Last weekend I went to a town called Zell am See with a bunch of other YSSPers. This is touristy resort town, busier in winter than in summer because of the surrounding mountains, but fairly busy in the summer as well due to water sports on the lake (Zeller See), hiking, and just generally being a beautiful place. We started out with a bus ride of a couple of hours:
This was on a bus that IIASA chartered for our group. Our friendly bus driver stayed with us (and played bad movies for us) all weekend long. We had some nice views from the bus, including a famous monastery that we may return to at a later date:
We also stopped at an absolutely astounding rest stop along the way and had lunch. Unfortunately I didn't get a photo of any of the food there (the waffles with whipped cream and strawberries that Glenn got was sumptuous beyond belief, and actually tasted as good as it looked!), but this photo taken from their patio gives a sense of it:
Not your typical American roadside rest area. Then we got to Zell am See. I'm only going to put up a few photos of it, because it was unceasingly rainy and cold; these are the best views we got of it, actually.

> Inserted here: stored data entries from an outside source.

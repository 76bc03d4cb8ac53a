mod cli;
mod telemetry;

use crate::cli::{GeneratorArg, CLI};
use burrow_core::{InMemoryRegistry, Shortener};
use burrow_gateway::{App, AppState};
use burrow_generator::{RandomGenerator, SeqGenerator};
use burrow_shortener::ShortenerService;
use clap::Parser;
use std::sync::Arc;
use tracing::info;

#[tokio::main]
async fn main() -> anyhow::Result<()> {
    let config = CLI::parse();
    telemetry::init(config.log_format);

    info!(
        listen_addr = %config.listen_addr,
        generator = %config.generator,
        code_length = config.code_length,
        "starting gateway server"
    );

    let registry = InMemoryRegistry::new();
    let shortener: Arc<dyn Shortener> = match config.generator {
        GeneratorArg::Random => {
            let generator = RandomGenerator::builder()
                .length(usize::from(config.code_length))
                .build();
            Arc::new(ShortenerService::new(registry, generator))
        }
        GeneratorArg::Seq => Arc::new(ShortenerService::new(
            registry,
            SeqGenerator::with_prefix(config.generator_prefix)?,
        )),
    };

    let app = App::router(AppState::new(shortener, config.public_base_url));

    let listener = tokio::net::TcpListener::bind(config.listen_addr).await?;
    info!(listen_addr = %listener.local_addr()?, "gateway listening");
    axum::serve(listener, app).await?;

    Ok(())
}
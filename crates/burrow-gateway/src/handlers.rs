mod health;
mod url;

pub use health::health_handler;
pub use url::{create_url_handler, redirect_handler, stats_handler};
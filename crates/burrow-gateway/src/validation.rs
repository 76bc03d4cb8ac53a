use crate::error::{AppError, Result};

/// Validates that the URL has a valid format (http(s) scheme and a host).
pub fn validate_url(url: &str) -> Result<()> {
    if url.is_empty() {
        return Err(AppError::InvalidUrl("URL cannot be empty".to_string()));
    }

    if url.chars().any(char::is_whitespace) {
        return Err(AppError::InvalidUrl(format!(
            "URL must not contain whitespace: {}",
            url
        )));
    }

    let Some((scheme, rest)) = url.split_once("://") else {
        return Err(AppError::InvalidUrl(format!(
            "URL must have a valid scheme and host: {}",
            url
        )));
    };

    let scheme = scheme.to_lowercase();
    if scheme != "http" && scheme != "https" {
        return Err(AppError::InvalidUrl(format!(
            "URL scheme must be http or https: {}",
            scheme
        )));
    }

    let host = rest.split(['/', '?', '#']).next().unwrap_or_default();
    if host.is_empty() {
        return Err(AppError::InvalidUrl(format!("URL has no host: {}", url)));
    }

    Ok(())
}
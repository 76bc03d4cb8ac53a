use burrow_core::UrlStats;
use jiff::Timestamp;
use serde::{Deserialize, Deserializer, Serialize};
use serde_json::Value;

#[derive(Deserialize)]
pub struct CreateUrlRequest {
    /// `None` only when the key is absent. A present `null` or any other
    /// non-string value is kept so it can be rejected as an invalid URL.
    #[serde(default, deserialize_with = "present")]
    pub url: Option<Value>,
}

fn present<'de, D: Deserializer<'de>>(deserializer: D) -> Result<Option<Value>, D::Error> {
    Value::deserialize(deserializer).map(Some)
}

#[derive(Serialize)]
pub struct CreateUrlResponse {
    pub short_code: String,
    pub short_url: String,
}

#[derive(Serialize)]
pub struct StatsResponse {
    pub url: String,
    pub clicks: u64,
    pub created_at: Timestamp,
}

impl From<UrlStats> for StatsResponse {
    fn from(stats: UrlStats) -> Self {
        Self {
            url: stats.original_url,
            clicks: stats.click_count,
            created_at: stats.created_at,
        }
    }
}

#[derive(Serialize)]
pub struct ErrorResponse {
    pub error: String,
}
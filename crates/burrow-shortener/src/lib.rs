//! Short code allocation.
//!
//! [`ShortenerService`] draws candidates from a [`Generator`] and registers
//! the first free one. Core types are re-exported from `burrow_core`.
//!
//! [`Generator`]: burrow_generator::Generator

pub mod service;

pub use burrow_core::{Shortener, ShortenerError};
pub use service::{ShortenerService, MAX_ATTEMPTS};
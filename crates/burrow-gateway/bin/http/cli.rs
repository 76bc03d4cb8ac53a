use burrow_generator::SeqGenerator;
use clap::{Parser, ValueEnum};
use std::fmt::{Display, Formatter};
use std::net::SocketAddr;

pub const LISTEN_ADDR_ENV: &str = "BURROW_GATEWAY_LISTEN_ADDR";
pub const PUBLIC_BASE_URL_ENV: &str = "BURROW_GATEWAY_PUBLIC_BASE_URL";
pub const GENERATOR_ENV: &str = "BURROW_GATEWAY_GENERATOR";
pub const CODE_LENGTH_ENV: &str = "BURROW_GATEWAY_CODE_LENGTH";
pub const GENERATOR_PREFIX_ENV: &str = "BURROW_GATEWAY_GENERATOR_PREFIX";
pub const LOG_FORMAT_ENV: &str = "BURROW_GATEWAY_LOG_FORMAT";

pub const DEFAULT_LISTEN_ADDR: &str = "127.0.0.1:8080";
pub const DEFAULT_CODE_LENGTH: &str = "6";
pub const DEFAULT_GENERATOR_PREFIX: &str = "bw";

#[derive(Debug, Clone, Copy, PartialEq, Eq, ValueEnum)]
pub enum GeneratorArg {
    #[value(name = "random")]
    Random,
    #[value(name = "seq")]
    Seq,
}

impl Display for GeneratorArg {
    fn fmt(&self, f: &mut Formatter<'_>) -> std::fmt::Result {
        match self {
            GeneratorArg::Random => write!(f, "random"),
            GeneratorArg::Seq => write!(f, "seq"),
        }
    }
}

#[derive(Debug, Clone, Copy, PartialEq, Eq, ValueEnum)]
pub enum LogFormatArg {
    #[value(name = "text")]
    Text,
    #[value(name = "json")]
    Json,
}

#[derive(Debug, Parser)]
#[command(name = "burrow-gateway")]
pub struct CLI {
    #[arg(long, env = LISTEN_ADDR_ENV, default_value = DEFAULT_LISTEN_ADDR)]
    pub listen_addr: SocketAddr,

    /// Prefix for returned short URLs; derived from the Host header when unset.
    #[arg(long, env = PUBLIC_BASE_URL_ENV)]
    pub public_base_url: Option<String>,

    #[arg(
        long,
        env = GENERATOR_ENV,
        value_enum,
        default_value_t = GeneratorArg::Random
    )]
    pub generator: GeneratorArg,

    #[arg(
        long,
        env = CODE_LENGTH_ENV,
        default_value = DEFAULT_CODE_LENGTH,
        value_parser = clap::value_parser!(u8).range(3..=32),
    )]
    pub code_length: u8,

    #[arg(
        long,
        env = GENERATOR_PREFIX_ENV,
        default_value = DEFAULT_GENERATOR_PREFIX,
        value_parser = parse_generator_prefix,
    )]
    pub generator_prefix: String,

    #[arg(
        long,
        env = LOG_FORMAT_ENV,
        value_enum,
        default_value_t = LogFormatArg::Text
    )]
    pub log_format: LogFormatArg,
}

/// Rejects prefixes that would make the sequential generator emit codes
/// that cannot be looked up again.
fn parse_generator_prefix(prefix: &str) -> Result<String, String> {
    SeqGenerator::with_prefix(prefix)
        .map(|_| prefix.to_string())
        .map_err(|err| err.to_string())
}
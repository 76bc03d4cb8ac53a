use crate::model::HealthResponse;
use crate::state::AppState;
use axum::extract::State;
use axum::Json;

pub async fn health_handler(State(state): State<AppState>) -> Json<HealthResponse> {
    Json(HealthResponse {
        status: "healthy",
        service: "URL Shortener API",
        links: state.shortener().link_count(),
    })
}
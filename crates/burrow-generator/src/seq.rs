use crate::Generator;
use burrow_core::error::{CoreError, Result};
use burrow_core::ShortCode;
use std::sync::atomic::{AtomicU64, Ordering};

/// Minimum number of counter digits in a generated code.
const COUNTER_WIDTH: usize = 6;

/// A sequential short code generator.
///
/// Produces `<prefix><counter>` codes like "bw000000", "bw000001", etc.
/// Within one instance the candidates never repeat, which makes it handy
/// for deterministic setups and tests.
///
/// The prefix is checked up front so that every code the counter can reach,
/// up to `u64::MAX`, is a valid [`ShortCode`] and can be looked up again.
#[derive(Debug)]
pub struct SeqGenerator {
    next: AtomicU64,
    prefix: String,
}

impl SeqGenerator {
    /// Creates a generator counting from zero.
    pub fn with_prefix(prefix: impl Into<String>) -> Result<Self> {
        Self::with_offset(prefix, 0)
    }

    /// Creates a generator whose first code uses `offset` as its counter.
    pub fn with_offset(prefix: impl Into<String>, offset: u64) -> Result<Self> {
        let prefix = prefix.into();
        Self::check_prefix(&prefix)?;

        Ok(Self {
            next: AtomicU64::new(offset),
            prefix,
        })
    }

    pub fn prefix(&self) -> &str {
        &self.prefix
    }

    fn check_prefix(prefix: &str) -> Result<()> {
        ShortCode::new(Self::format_code(prefix, u64::MAX))
            .map(|_| ())
            .map_err(|err| {
                CoreError::InvalidShortCode(format!("unusable generator prefix '{prefix}': {err}"))
            })
    }

    fn format_code(prefix: &str, n: u64) -> String {
        format!("{prefix}{n:0width$}", width = COUNTER_WIDTH)
    }
}

impl Generator for SeqGenerator {
    type Output = ShortCode;

    fn generate(&self) -> Self::Output {
        let n = self.next.fetch_add(1, Ordering::SeqCst);
        ShortCode::new_unchecked(Self::format_code(&self.prefix, n))
    }
}
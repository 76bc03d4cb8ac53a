use serde::Serialize;

#[derive(Serialize)]
pub struct HealthResponse {
    pub status: &'static str,
    pub service: &'static str,
    /// Number of short codes currently registered.
    pub links: usize,
}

That foggy stratus layer just never lifted. We had been planning to go on some hikes in the surrounding mountains, but that didn't make any sense given the weather, so instead we piled back on the bus the next morning and went adventuring. The first spot we went was a river gorge called Sigmund-Thun Klamm. It had a wooden walkway from bottom to top that wound around the rocks. It felt quite a bit like Watkins Glen, in New York, near where I grew up. The first photo is an attempt at a group photo, but it proved impossible to coordinate the group because the thundering of the water drowned out all attempts at communication.

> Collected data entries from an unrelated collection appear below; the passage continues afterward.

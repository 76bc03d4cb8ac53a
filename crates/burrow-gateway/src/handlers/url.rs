use crate::error::{AppError, Result};
use crate::model::{CreateUrlRequest, CreateUrlResponse, StatsResponse};
use crate::state::AppState;
use crate::validation::validate_url;
use axum::extract::rejection::JsonRejection;
use axum::extract::{Path, State};
use axum::http::{header, HeaderMap, StatusCode};
use axum::response::{IntoResponse, Response};
use axum::Json;
use burrow_core::ShortCode;
use serde_json::Value;
use tracing::info;

pub async fn create_url_handler(
    State(state): State<AppState>,
    headers: HeaderMap,
    payload: std::result::Result<Json<CreateUrlRequest>, JsonRejection>,
) -> Result<(StatusCode, Json<CreateUrlResponse>)> {
    let Ok(Json(request)) = payload else {
        return Err(AppError::MissingUrl);
    };
    let original_url = match request.url {
        None => return Err(AppError::MissingUrl),
        Some(Value::String(url)) => url,
        Some(other) => {
            return Err(AppError::InvalidUrl(format!(
                "URL must be a string, got {other}"
            )))
        }
    };
    validate_url(&original_url)?;

    let code = state.shortener().allocate(&original_url)?;
    let short_url = code.to_url(&state.public_base_url(&headers));
    info!(code = %code, url = %original_url, "created short url");

    Ok((
        StatusCode::CREATED,
        Json(CreateUrlResponse {
            short_code: code.into(),
            short_url,
        }),
    ))
}

pub async fn redirect_handler(
    Path(short_code): Path<String>,
    State(state): State<AppState>,
) -> Result<Response> {
    let code = parse_code(short_code)?;
    let record = state.shortener().lookup(&code).ok_or(AppError::NotFound)?;
    state.shortener().record_click(&code);

    Ok((
        StatusCode::FOUND,
        [(header::LOCATION, record.original_url)],
    )
        .into_response())
}

pub async fn stats_handler(
    Path(short_code): Path<String>,
    State(state): State<AppState>,
) -> Result<Json<StatsResponse>> {
    let code = parse_code(short_code)?;
    let stats = state.shortener().stats(&code).ok_or(AppError::NotFound)?;

    Ok(Json(stats.into()))
}

/// A path segment that is not a well-formed code cannot be registered,
/// so it is reported the same way as an unknown code.
fn parse_code(short_code: String) -> Result<ShortCode> {
    ShortCode::new(short_code).map_err(|_| AppError::NotFound)
}
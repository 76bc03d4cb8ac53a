use axum::routing::{get, post};
use axum::Router;
use tower_http::trace::TraceLayer;

use crate::handlers::{create_url_handler, health_handler, redirect_handler, stats_handler};
use crate::state::AppState;

pub struct App {}

impl App {
    pub fn router(state: AppState) -> Router {
        Router::new()
            .route("/", get(health_handler))
            .nest(
                "/api",
                Router::new()
                    .route("/shorten", post(create_url_handler))
                    .route("/stats/{short_code}", get(stats_handler)),
            )
            .route("/{short_code}", get(redirect_handler))
            .layer(TraceLayer::new_for_http())
            .with_state(state)
    }
}
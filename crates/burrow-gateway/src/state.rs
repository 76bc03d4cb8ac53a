use std::sync::Arc;

use axum::http::{header, HeaderMap};
use burrow_core::Shortener;

#[derive(Clone)]
pub struct AppState {
    shortener: Arc<dyn Shortener>,
    base_url: Option<String>,
}

impl AppState {
    /// `public_base_url` is the prefix for returned short URLs. Without it
    /// the prefix is derived from the request's `Host` header.
    pub fn new(shortener: Arc<dyn Shortener>, public_base_url: Option<String>) -> Self {
        Self {
            shortener,
            base_url: public_base_url,
        }
    }

    pub fn shortener(&self) -> &dyn Shortener {
        self.shortener.as_ref()
    }

    pub fn public_base_url(&self, headers: &HeaderMap) -> String {
        if let Some(base_url) = &self.base_url {
            return base_url.clone();
        }

        let host = headers
            .get(header::HOST)
            .and_then(|value| value.to_str().ok())
            .unwrap_or("localhost");
        format!("http://{host}")
    }
}
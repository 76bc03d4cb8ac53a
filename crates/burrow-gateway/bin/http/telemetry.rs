use crate::cli::LogFormatArg;
use tracing_subscriber::layer::SubscriberExt;
use tracing_subscriber::util::SubscriberInitExt;
use tracing_subscriber::{fmt, EnvFilter};

const DEFAULT_FILTER: &str = "info";

/// Installs the global subscriber. `RUST_LOG` overrides the default filter.
pub fn init(format: LogFormatArg) {
    let filter =
        EnvFilter::try_from_default_env().unwrap_or_else(|_| EnvFilter::new(DEFAULT_FILTER));
    let registry = tracing_subscriber::registry().with(filter);

    match format {
        LogFormatArg::Text => registry.with(fmt::layer()).init(),
        LogFormatArg::Json => registry.with(fmt::layer().json()).init(),
    }
}
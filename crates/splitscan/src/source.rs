//! Byte sources the scanner pulls from.
//!
//! A [`ByteSource`] fills a caller-provided region and reports how many bytes
//! it wrote and whether input has ended. The scanner validates every reply:
//! counts are `isize` so that a source wrapping a raw `read(2)`-style call
//! can report its `-1` verbatim and have it rejected as
//! [`ScanError::BadReadCount`](crate::ScanError::BadReadCount) instead of
//! being silently reinterpreted.

use core::convert::Infallible;

/// Outcome of a successful [`ByteSource::read`].
#[derive(Debug, Clone, Copy, PartialEq, Eq)]
pub struct Filled {
    /// Number of bytes written to the front of the destination.
    pub count: isize,
    /// No bytes will follow the ones reported here.
    pub at_end: bool,
}

impl Filled {
    /// `count` bytes were written; more may follow.
    ///
    /// A `count` above `isize::MAX` is recorded as `isize::MAX`; it is rejected
    /// as a bad read count either way, but the reported count is clamped.
    #[must_use]
    pub fn bytes(count: usize) -> Self {
        Self {
            count: isize::try_from(count).unwrap_or(isize::MAX),
            at_end: false,
        }
    }

    /// `count` bytes were written and they are the last ones.
    ///
    /// A `count` above `isize::MAX` is recorded as `isize::MAX`; it is rejected
    /// as a bad read count either way, but the reported count is clamped.
    #[must_use]
    pub fn end(count: usize) -> Self {
        Self {
            count: isize::try_from(count).unwrap_or(isize::MAX),
            at_end: true,
        }
    }

    /// Returns the count if it fits in a region of `requested` bytes.
    pub(crate) fn checked_count(self, requested: usize) -> Option<usize> {
        usize::try_from(self.count)
            .ok()
            .filter(|&n| n <= requested)
    }
}

/// A producer of raw bytes.
///
/// Implementations copy at most `dst.len()` bytes into the front of `dst`.
/// Returning `Err` means nothing was written; the error is handed back to
/// the caller of the scanner once every complete token buffered before it
/// has been delivered.
///
/// Cancellation is expressed by the source itself: returning an error from
/// the next `read` stops the scan.
pub trait ByteSource {
    /// Error reported by a failed read.
    type Error;

    /// Transfers bytes into `dst`.
    fn read(&mut self, dst: &mut [u8]) -> Result<Filled, Self::Error>;
}

impl<S: ByteSource + ?Sized> ByteSource for &mut S {
    type Error = S::Error;

    fn read(&mut self, dst: &mut [u8]) -> Result<Filled, Self::Error> {
        (**self).read(dst)
    }
}

/// In-memory input. Each read copies as much as fits and shrinks the slice.
impl ByteSource for &[u8] {
    type Error = Infallible;

    fn read(&mut self, dst: &mut [u8]) -> Result<Filled, Self::Error> {
        let n = dst.len().min(self.len());
        let (head, tail) = self.split_at(n);
        dst[..n].copy_from_slice(head);
        *self = tail;
        if self.is_empty() {
            Ok(Filled::end(n))
        } else {
            Ok(Filled::bytes(n))
        }
    }
}

/// Adapts any [`std::io::Read`] into a [`ByteSource`].
///
/// A zero-byte read into a non-empty region is treated as end of input, as
/// `std::io::Read` specifies. Reads interrupted by a signal are reported as
/// empty reads so that the scanner retries them.
#[cfg(feature = "std")]
#[derive(Debug)]
pub struct IoSource<R> {
    inner: R,
}

#[cfg(feature = "std")]
impl<R: std::io::Read> IoSource<R> {
    /// Wraps a reader.
    pub fn new(inner: R) -> Self {
        Self { inner }
    }

    /// Returns the wrapped reader.
    pub fn into_inner(self) -> R {
        self.inner
    }

    /// Borrows the wrapped reader.
    pub fn get_ref(&self) -> &R {
        &self.inner
    }

    /// Mutably borrows the wrapped reader.
    pub fn get_mut(&mut self) -> &mut R {
        &mut self.inner
    }
}

#[cfg(feature = "std")]
impl<R: std::io::Read> ByteSource for IoSource<R> {
    type Error = std::io::Error;

    fn read(&mut self, dst: &mut [u8]) -> Result<Filled, Self::Error> {
        match self.inner.read(dst) {
            Ok(0) if !dst.is_empty() => Ok(Filled::end(0)),
            Ok(n) => Ok(Filled::bytes(n)),
            Err(e) if e.kind() == std::io::ErrorKind::Interrupted => Ok(Filled::bytes(0)),
            Err(e) => Err(e),
        }
    }
}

When we got to the top, we had a very nice view of a lake at the upper end of the gorge, the consequence of a hydroelectric dam situated there:
After about thirty seconds at the lake, we charged off towards the bus again, taking a different route down, outside the gorge:
Next we drove higher up into the Alps, eventually becoming completely enveloped in fog. You can see here what we should have been able to see, as compared to what we actually could see:
Undeterred, our fearless leader Sheila took us onwards, through a pass to the other side of that chain of mountains, and it was somewhat clearer there:
From there it was only a bit further to Kaiser-Franz-Josefs-Höhe, where an enormous glacier, the Pasterze Glacier, descends from the Alps in a vast river of ice:
Photos can't even begin to convey its immensity. It's a lot smaller than it used to be, though. We walked a trail down from the rim towards the glacier (which we didn't have time to reach), and along the trail we passed signs as we descended: here's where the glacier used to be in 1960, in 1970, in 1980:
You can see that even as recently as 1980, just 30 years ago, the glacier was much larger and deeper than it is now; it's still very far below us in this photo. It was a visceral experience, walking this trail and seeing the signs separated by just a few years but by such large vertical distances. This glacier is not just shrinkingly slightly; it is ceasing to exist, before our very eyes. Will we do anything about it before it's gone?

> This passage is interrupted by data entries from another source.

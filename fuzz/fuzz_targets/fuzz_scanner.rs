#![no_main]
use std::cell::RefCell;

use arbitrary::{Arbitrary, Unstructured};
use libfuzzer_sys::{fuzz_mutator, fuzz_target, fuzzer_mutate};
use rand::rngs::SmallRng;
use rand::{Rng, SeedableRng};
use splitscan::{ByteSource, Scanner, Step, chunk_utils::Chunked, split};

/// Bytes consumed by `Plan` in front of the payload.
const HEADER: usize = 8;

thread_local! {
    static RNG: RefCell<SmallRng> =
        RefCell::new(SmallRng::from_os_rng());
}

static WS_TABLE: &[&[u8]] = &[
    b" ",
    b"\t",
    b"\n",
    b"\r",
    b"\r\n",
    "\u{85}".as_bytes(),
    "\u{a0}".as_bytes(),
    "\u{1680}".as_bytes(),
    "\u{2000}".as_bytes(),
    "\u{200A}".as_bytes(),
    "\u{2028}".as_bytes(),
    "\u{2029}".as_bytes(),
    "\u{202F}".as_bytes(),
    "\u{205F}".as_bytes(),
    "\u{3000}".as_bytes(),
];

fn with_rng<F, R>(f: F) -> R
where
    F: FnOnce(&mut SmallRng) -> R,
{
    RNG.with(|cell| f(&mut cell.borrow_mut()))
}

/// Lets libFuzzer mutate, then now and then plants a separator (possibly
/// truncated) somewhere in the payload so multi-byte boundaries get hit.
fn mutator(data: &mut [u8], size: usize, max_size: usize, seed: u32) -> usize {
    let size = fuzzer_mutate(data, size, max_size);
    if size <= HEADER || seed % 4 != 0 {
        return size;
    }
    with_rng(|rng| {
        let sep = WS_TABLE[rng.random_range(0..WS_TABLE.len())];
        let sep = &sep[..rng.random_range(1..=sep.len())];
        let at = rng.random_range(HEADER..size);
        let n = sep.len().min(size - at);
        data[at..at + n].copy_from_slice(&sep[..n]);
    });
    size
}

fuzz_mutator!(|data: &mut [u8], size: usize, max_size: usize, seed: u32| {
    mutator(data, size, max_size, seed)
});

#[derive(Debug, Arbitrary)]
struct Plan {
    splitter: u8,
    initial: u8,
    max: u16,
    split_seed: u32,
}

fn splitter(which: u8) -> fn(&[u8], bool) -> Step<'_> {
    match which % 4 {
        0 => split::bytes,
        1 => split::code_points,
        2 => split::words,
        _ => split::lines,
    }
}

fn run<S: ByteSource>(
    source: S,
    split: fn(&[u8], bool) -> Step<'_>,
    initial: usize,
    max: usize,
) -> (Vec<Vec<u8>>, Option<&'static str>) {
    let mut scanner = Scanner::new(source).with_split(split);
    scanner.set_limits(initial, max).expect("limits are valid");
    let tokens = scanner.tokens_owned().collect();
    let kind = scanner.error().map(|err| err.kind());
    (tokens, kind)
}

/// Cut `payload` into chunks whose sizes follow from `split_seed`.
fn split_into_chunks(payload: &[u8], split_seed: u32) -> Vec<&[u8]> {
    let mut rng = SmallRng::seed_from_u64(u64::from(split_seed));
    let mut chunks = Vec::new();
    let mut rest = payload;
    while !rest.is_empty() {
        let (head, tail) = rest.split_at(rng.random_range(1..=rest.len()));
        chunks.push(head);
        rest = tail;
    }
    chunks
}

fn scan(data: &[u8]) {
    let mut u = Unstructured::new(data);
    let Ok(plan) = Plan::arbitrary(&mut u) else {
        return;
    };
    let payload = u.take_rest();

    let split = splitter(plan.splitter);
    let initial = usize::from(plan.initial) + 1;
    let max = usize::from(plan.max).max(splitscan::MIN_MAX_TOKEN_SIZE);

    let whole = run(payload, split, initial, max);
    let chunked = run(
        Chunked::new(split_into_chunks(payload, plan.split_seed)),
        split,
        initial,
        max,
    );
    assert_eq!(whole, chunked, "chunking changed the scan");

    if plan.splitter % 4 == 0 && whole.1.is_none() {
        assert_eq!(whole.0.concat(), payload);
    }
}

fuzz_target!(|data: &[u8]| scan(data));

We hiked partway back up again, and then took a funicular up from there. They built the funicular to go right down to the glacier, but the recession of the glacier has left the funicular ending at an arbitrary spot far above the valley floor.
Some silly tourist shots back at the top:
A last parting look at the glacier:
And we were back in the bus. Oh, except that there were some ibexes grazing just a stone's throw from the parking lot:
We went home after this, ate and drank and were merry, and got up the next morning to go to Salzwelten, a retired salt mine near Salzburg (http://www.salzwelten.at/salz_en/). They had us put on silly white suits so we wouldn't get dirty in the mine, which prompted a lot of silly pictures:
Then we all piled onto a sort of railway car and trundled down some narrow tracks into the heart of the mountain:
After this rather wobbly but level ride, we needed to go downward, so we straddled a ramp made of polished wooden rails, and slid on our behinds further into the depths. This is the view from the bottom of the slide:
It was a fairly fast ride, but not fast enough to be really scary. Next came a very cheesy boat that took us across a shallow lake, accompanied by bad pop music blaring from speakers, and a colored light extravaganza. I got only a blurry photo of the lights; everything else (like the boat) was too dark to photograph at all:
Imagine this set to something by, say, Journey, while sitting on a boat moving at two miles an hour pulled along rails by underwater cables, and you'll have the picture. Another slide on our behinds (this view is from the top):
And now we were at our deepest point in the tour. I should mention that at many points along the way, we stopped to watch segments of a very hokey video about the history of the mine, done as a historical documentary about some of the major players. This mine and others were extremely important in the history of Salzburg (which means "salt town," more or less, I gather). I'm sure you can read more about this on Wikipedia and such if you're interested, so I won't attempt to summarize it here. I will show you a carved crest from deep in the mine, though:
Control of salt was the essence of political power in Salzburg for centuries. It was important earlier, too, however; the Celts mined salt in the area many centuries prior, and it was just as economically important to them as it was to the later inhabitants. Our next stop, just a short walk from the salt mine, was a facsimile Celtic village with various historical plaques and dioramas and such. It was not particularly amazing, but I was impressed by the close agreement with the Asterix comics on many details. A few photos of that Celtic village (which was just downhill from the local church seen here):
The most interesting blurb at this village described the ecological problems faced by the Celts. They used timber to build houses, as fuel for fires, and in the mining of salt (as shaft timbers and such). All this demand for wood led to extensive deforestation, which reached the level of complete clear-cutting in some areas. They also had waste disposal problems, and the unsanitary conditions led to epidemics that often caused the extinction of entire tribes. Their average life expectancy was about 40 years. A good reminder that sustainability and environmentalism are our only path forward, lest we pollute and ruin our land in this manner.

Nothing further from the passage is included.